I answered as follows (with apologies to syntacticians for the casual low-class nontechnical description):

In the sensical version of the sentence, "time" is a noun phrase and "flies like an arrow" is a verb phrase (with "like an arrow" an adverbial modifier of the verb "flies"), while "fruit flies" is a noun phrase and "like a banana" is a verb phrase (with "a banana" as the object of the verb "like").  In the nonsensical version of the sentence, you just reverse those two analyses.

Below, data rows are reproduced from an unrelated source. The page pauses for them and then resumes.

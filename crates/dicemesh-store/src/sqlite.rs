//! SQLite implementation of the EventStore trait.
//!
//! The primary storage backend. Uses rusqlite with bundled SQLite, wrapped
//! in async via `tokio::task::spawn_blocking`, with one connection behind
//! a mutex.

use std::collections::BTreeSet;
use std::path::Path;
use std::sync::{Arc, Mutex};

use async_trait::async_trait;
use rusqlite::{params, Connection};
use tracing::warn;

use dicemesh_core::{EventBody, EventId, EventKind, EventRecord, VectorClock};

use crate::error::{Result, StoreError};
use crate::migration;
use crate::traits::EventStore;

/// SQLite-based store implementation.
pub struct SqliteStore {
    conn: Arc<Mutex<Connection>>,
}

impl SqliteStore {
    /// Open a SQLite database at the given path.
    ///
    /// Creates the file and runs migrations if it doesn't exist.
    pub fn open(path: impl AsRef<Path>) -> Result<Self> {
        let mut conn = Connection::open(path)?;
        migration::migrate(&mut conn)?;
        Ok(Self {
            conn: Arc::new(Mutex::new(conn)),
        })
    }

    /// Open an in-memory SQLite database. Useful for testing.
    pub fn open_memory() -> Result<Self> {
        let mut conn = Connection::open_in_memory()?;
        migration::migrate(&mut conn)?;
        Ok(Self {
            conn: Arc::new(Mutex::new(conn)),
        })
    }

    /// Run a closure against the connection on the blocking pool.
    async fn exec<T, F>(&self, f: F) -> Result<T>
    where
        T: Send + 'static,
        F: FnOnce(&mut Connection) -> Result<T> + Send + 'static,
    {
        let conn = Arc::clone(&self.conn);
        tokio::task::spawn_blocking(move || {
            let mut conn = conn
                .lock()
                .map_err(|e| StoreError::Concurrency(format!("mutex poisoned: {e}")))?;
            f(&mut conn)
        })
        .await
        .map_err(|e| StoreError::Concurrency(format!("blocking task failed: {e}")))?
    }
}

/// Insert one event's entry row and edge rows. Caller provides the
/// transaction boundary.
fn insert_event(conn: &Connection, record: &EventRecord) -> Result<()> {
    let payload = record
        .body
        .payload_json()
        .map_err(|e| StoreError::InvalidData(e.to_string()))?;
    let parents_json = serde_json::to_string(&record.sorted_parents())
        .map_err(|e| StoreError::InvalidData(e.to_string()))?;

    let inserted = conn.execute(
        "INSERT OR IGNORE INTO event_log_entries (
            session_id, event_id, event_type, payload, parents, vector_clock,
            lamport_clock, created_at, is_imported
        ) VALUES (?1, ?2, ?3, ?4, ?5, ?6, ?7, ?8, ?9)",
        params![
            record.session_id,
            record.event_id.as_str(),
            record.kind.to_u8().to_string(),
            payload,
            parents_json,
            record.vector_clock.to_json(),
            record.lamport_clock as i64,
            record.timestamp,
            record.is_imported as i64,
        ],
    )?;
    if inserted == 0 {
        return Err(StoreError::Duplicate {
            session_id: record.session_id,
            event_id: record.event_id.to_string(),
        });
    }

    for parent in &record.parents {
        conn.execute(
            "INSERT INTO event_log_edges (session_id, event_id, parent_id)
             VALUES (?1, ?2, ?3)",
            params![record.session_id, record.event_id.as_str(), parent.as_str()],
        )?;
    }

    Ok(())
}

/// Decode a row back into an event.
fn row_to_record(row: &rusqlite::Row<'_>) -> Result<EventRecord> {
    let session_id: i64 = row.get("session_id").map_err(StoreError::from)?;
    let event_id: String = row.get("event_id").map_err(StoreError::from)?;
    let event_type: String = row.get("event_type").map_err(StoreError::from)?;
    let payload: String = row.get("payload").map_err(StoreError::from)?;
    let parents_json: String = row.get("parents").map_err(StoreError::from)?;
    let clock_json: String = row.get("vector_clock").map_err(StoreError::from)?;
    let lamport_clock: i64 = row.get("lamport_clock").map_err(StoreError::from)?;
    let created_at: i64 = row.get("created_at").map_err(StoreError::from)?;
    let is_imported: bool = row.get("is_imported").map_err(StoreError::from)?;

    let kind_number: u8 = event_type
        .parse()
        .map_err(|_| StoreError::InvalidData(format!("bad event_type: {event_type}")))?;
    let kind = EventKind::from_u8(kind_number)
        .ok_or_else(|| StoreError::InvalidData(format!("unknown event kind: {kind_number}")))?;
    let body = EventBody::from_payload_json(kind, &payload)
        .map_err(|e| StoreError::InvalidData(e.to_string()))?;
    let parents: Vec<EventId> = serde_json::from_str(&parents_json)
        .map_err(|e| StoreError::InvalidData(format!("bad parents: {e}")))?;
    let vector_clock = VectorClock::from_json(&clock_json)
        .map_err(|e| StoreError::InvalidData(format!("bad vector clock: {e}")))?;

    Ok(EventRecord {
        event_id: EventId::from_string(event_id),
        session_id,
        kind,
        lamport_clock: lamport_clock as u64,
        timestamp: created_at,
        parents,
        vector_clock,
        body,
        is_imported,
    })
}

/// Query all rows for a session in canonical order, skipping rows that no
/// longer decode.
fn query_session(conn: &Connection, session_id: i64) -> Result<Vec<EventRecord>> {
    let mut stmt = conn.prepare(
        "SELECT session_id, event_id, event_type, payload, parents, vector_clock,
                lamport_clock, created_at, is_imported
         FROM event_log_entries
         WHERE session_id = ?1
         ORDER BY lamport_clock, event_id",
    )?;

    let mut events = Vec::new();
    let mut rows = stmt.query(params![session_id])?;
    while let Some(row) = rows.next()? {
        match row_to_record(row) {
            Ok(record) => events.push(record),
            Err(e) => {
                let event_id: String = row.get("event_id").unwrap_or_default();
                warn!(session_id, event_id, error = %e, "skipping undecodable event row");
            }
        }
    }
    Ok(events)
}

#[async_trait]
impl EventStore for SqliteStore {
    async fn append(&self, record: &EventRecord) -> Result<()> {
        let record = record.clone();
        self.exec(move |conn| {
            let tx = conn.transaction()?;
            insert_event(&tx, &record)?;
            tx.commit()?;
            Ok(())
        })
        .await
    }

    async fn append_batch(&self, records: &[EventRecord]) -> Result<usize> {
        let records = records.to_vec();
        self.exec(move |conn| {
            let tx = conn.transaction()?;
            for record in &records {
                insert_event(&tx, record)?;
            }
            tx.commit()?;
            Ok(records.len())
        })
        .await
    }

    async fn lookup_existing_ids(&self, candidates: &[EventId]) -> Result<BTreeSet<EventId>> {
        let candidates = candidates.to_vec();
        self.exec(move |conn| {
            let mut stmt = conn.prepare(
                "SELECT 1 FROM event_log_entries WHERE event_id = ?1 LIMIT 1",
            )?;
            let mut found = BTreeSet::new();
            for id in candidates {
                if stmt.exists(params![id.as_str()])? {
                    found.insert(id);
                }
            }
            Ok(found)
        })
        .await
    }

    async fn list(&self, session_id: i64) -> Result<Vec<EventRecord>> {
        self.exec(move |conn| query_session(conn, session_id)).await
    }

    async fn list_missing(
        &self,
        session_id: i64,
        known: &BTreeSet<EventId>,
    ) -> Result<Vec<EventRecord>> {
        let known = known.clone();
        self.exec(move |conn| {
            Ok(query_session(conn, session_id)?
                .into_iter()
                .filter(|e| !known.contains(&e.event_id))
                .collect())
        })
        .await
    }

    async fn heads(&self, session_id: i64) -> Result<Vec<EventId>> {
        self.exec(move |conn| {
            let mut stmt = conn.prepare(
                "SELECT e.event_id FROM event_log_entries e
                 WHERE e.session_id = ?1
                   AND NOT EXISTS (
                       SELECT 1 FROM event_log_edges g
                       WHERE g.session_id = ?1 AND g.parent_id = e.event_id
                   )
                 ORDER BY e.event_id",
            )?;
            let heads = stmt
                .query_map(params![session_id], |row| {
                    row.get::<_, String>(0).map(EventId::from_string)
                })?
                .collect::<rusqlite::Result<Vec<_>>>()?;
            Ok(heads)
        })
        .await
    }

    async fn sessions(&self) -> Result<Vec<i64>> {
        self.exec(|conn| {
            let mut stmt = conn.prepare(
                "SELECT DISTINCT session_id FROM event_log_entries ORDER BY session_id",
            )?;
            let sessions = stmt
                .query_map([], |row| row.get(0))?
                .collect::<rusqlite::Result<Vec<_>>>()?;
            Ok(sessions)
        })
        .await
    }

    async fn max_lamport(&self) -> Result<u64> {
        self.exec(|conn| {
            let max: i64 = conn.query_row(
                "SELECT COALESCE(MAX(lamport_clock), 0) FROM event_log_entries",
                [],
                |row| row.get(0),
            )?;
            Ok(max as u64)
        })
        .await
    }

    async fn merged_clock(&self, session_id: i64) -> Result<VectorClock> {
        self.exec(move |conn| {
            let mut stmt = conn.prepare(
                "SELECT vector_clock FROM event_log_entries WHERE session_id = ?1",
            )?;
            let mut clock = VectorClock::new();
            let mut rows = stmt.query(params![session_id])?;
            while let Some(row) = rows.next()? {
                let json: String = row.get(0)?;
                match VectorClock::from_json(&json) {
                    Ok(other) => clock = clock.merge(&other),
                    Err(e) => {
                        warn!(session_id, error = %e, "skipping undecodable vector clock")
                    }
                }
            }
            Ok(clock)
        })
        .await
    }
}

#[cfg(test)]
mod tests {
    use super::*;
    use dicemesh_core::{compute_event_id, EventBody, FlagUpdateBody, PeerId};
    use uuid::Uuid;

    fn make_event(session_id: i64, lamport: u64, parents: Vec<EventId>) -> EventRecord {
        let body = EventBody::FlagUpdate(FlagUpdateBody {
            key: format!("key-{lamport}"),
            value: Some("v".into()),
            version: lamport,
            updated_at: lamport as i64,
            change_id: Uuid::new_v4(),
        });
        let clock = VectorClock::new().increment(&PeerId::from_string("AAAAAAAAAA"));
        let event_id =
            compute_event_id(session_id, lamport, lamport as i64, &clock, &parents, &body)
                .unwrap();
        EventRecord {
            event_id,
            session_id,
            kind: body.kind(),
            lamport_clock: lamport,
            timestamp: lamport as i64,
            parents,
            vector_clock: clock,
            body,
            is_imported: false,
        }
    }

    #[tokio::test]
    async fn test_append_and_roundtrip() {
        let store = SqliteStore::open_memory().unwrap();
        let e1 = make_event(1, 1, vec![]);
        store.append(&e1).await.unwrap();

        let events = store.list(1).await.unwrap();
        assert_eq!(events.len(), 1);
        assert_eq!(events[0], e1);
    }

    #[tokio::test]
    async fn test_duplicate_append_fails() {
        let store = SqliteStore::open_memory().unwrap();
        let e1 = make_event(1, 1, vec![]);
        store.append(&e1).await.unwrap();
        assert!(matches!(
            store.append(&e1).await,
            Err(StoreError::Duplicate { .. })
        ));
    }

    #[tokio::test]
    async fn test_heads_track_edges() {
        let store = SqliteStore::open_memory().unwrap();
        let e1 = make_event(1, 1, vec![]);
        store.append(&e1).await.unwrap();
        assert_eq!(store.heads(1).await.unwrap(), vec![e1.event_id.clone()]);

        let e2 = make_event(1, 2, vec![e1.event_id.clone()]);
        let e3 = make_event(1, 3, vec![e1.event_id.clone()]);
        store.append(&e2).await.unwrap();
        store.append(&e3).await.unwrap();

        // Two concurrent children: both are heads, sorted ordinally.
        let mut expected = vec![e2.event_id.clone(), e3.event_id.clone()];
        expected.sort();
        assert_eq!(store.heads(1).await.unwrap(), expected);
    }

    #[tokio::test]
    async fn test_batch_is_atomic() {
        let store = SqliteStore::open_memory().unwrap();
        let e1 = make_event(1, 1, vec![]);
        let e2 = make_event(1, 2, vec![]);
        store.append(&e1).await.unwrap();

        let result = store.append_batch(&[e2.clone(), e1.clone()]).await;
        assert!(result.is_err());
        assert!(store
            .lookup_existing_ids(&[e2.event_id.clone()])
            .await
            .unwrap()
            .is_empty());
    }

    #[tokio::test]
    async fn test_list_missing() {
        let store = SqliteStore::open_memory().unwrap();
        let e1 = make_event(10, 1, vec![]);
        store.append(&e1).await.unwrap();

        let known: BTreeSet<EventId> = [EventId::from_string("not-present")].into();
        let missing = store.list_missing(10, &known).await.unwrap();
        assert_eq!(missing.len(), 1);
        assert_eq!(missing[0].event_id, e1.event_id);
    }

    #[tokio::test]
    async fn test_lookup_existing_ids() {
        let store = SqliteStore::open_memory().unwrap();
        let e1 = make_event(1, 1, vec![]);
        store.append(&e1).await.unwrap();

        let found = store
            .lookup_existing_ids(&[e1.event_id.clone(), EventId::from_string("XYZ")])
            .await
            .unwrap();
        assert_eq!(found.len(), 1);
        assert!(found.contains(&e1.event_id));
    }

    #[tokio::test]
    async fn test_persistence_across_reopen() {
        let dir = tempfile::tempdir().unwrap();
        let path = dir.path().join("events.db");

        let e1 = make_event(1, 1, vec![]);
        {
            let store = SqliteStore::open(&path).unwrap();
            store.append(&e1).await.unwrap();
        }

        let store = SqliteStore::open(&path).unwrap();
        let events = store.list(1).await.unwrap();
        assert_eq!(events.len(), 1);
        assert_eq!(events[0].event_id, e1.event_id);
    }

    #[tokio::test]
    async fn test_max_lamport_spans_sessions() {
        let store = SqliteStore::open_memory().unwrap();
        store.append(&make_event(1, 3, vec![])).await.unwrap();
        store.append(&make_event(2, 9, vec![])).await.unwrap();
        assert_eq!(store.max_lamport().await.unwrap(), 9);
    }
}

The system I was typing the response on uses a spell-checker, which objected to sensical — and I can't really blame it for that, because I sort of made it up…although I got three hits for it when I googled it just now, so (as I already knew) I'm obviously not the only person to make up that word, and besides, I find that there's an obsolete word sensical in the Oxford English Dictionary.  Anyway, the spell-checker's complaint about sensical didn't bother me.  But it also objected to analyses, and this seems very weird.  I assume it wanted analysis instead; but can someone more expert in spell-checking than I am tell me why on earth the spell-checker wouldn't be trained to recognize the plural?  What did it expect, analysises?  — Maybe it did: I just googled that, and got 76,100 hits for it.  But at least Google asked if I meant to google analyses instead, and for analyses I got 68,000,000 hits.  So if Google knows about analyses, why doesn't the spell-checker?  (I am sorry to have to report that  that the Language Log spell-checker is also objecting to analyses, which it has underlined in red on every occurrence in my draft of this post.  The shame!)  (It doesn't like analysises either.  So I conclude that spell-checkers don't want you to have more than one analysis.)


  1. Mark Liberman said,

    September 4, 2009 @ 10:53 am

    WordPress is one of the rare pieces of free software that's worth every penny you pay for it.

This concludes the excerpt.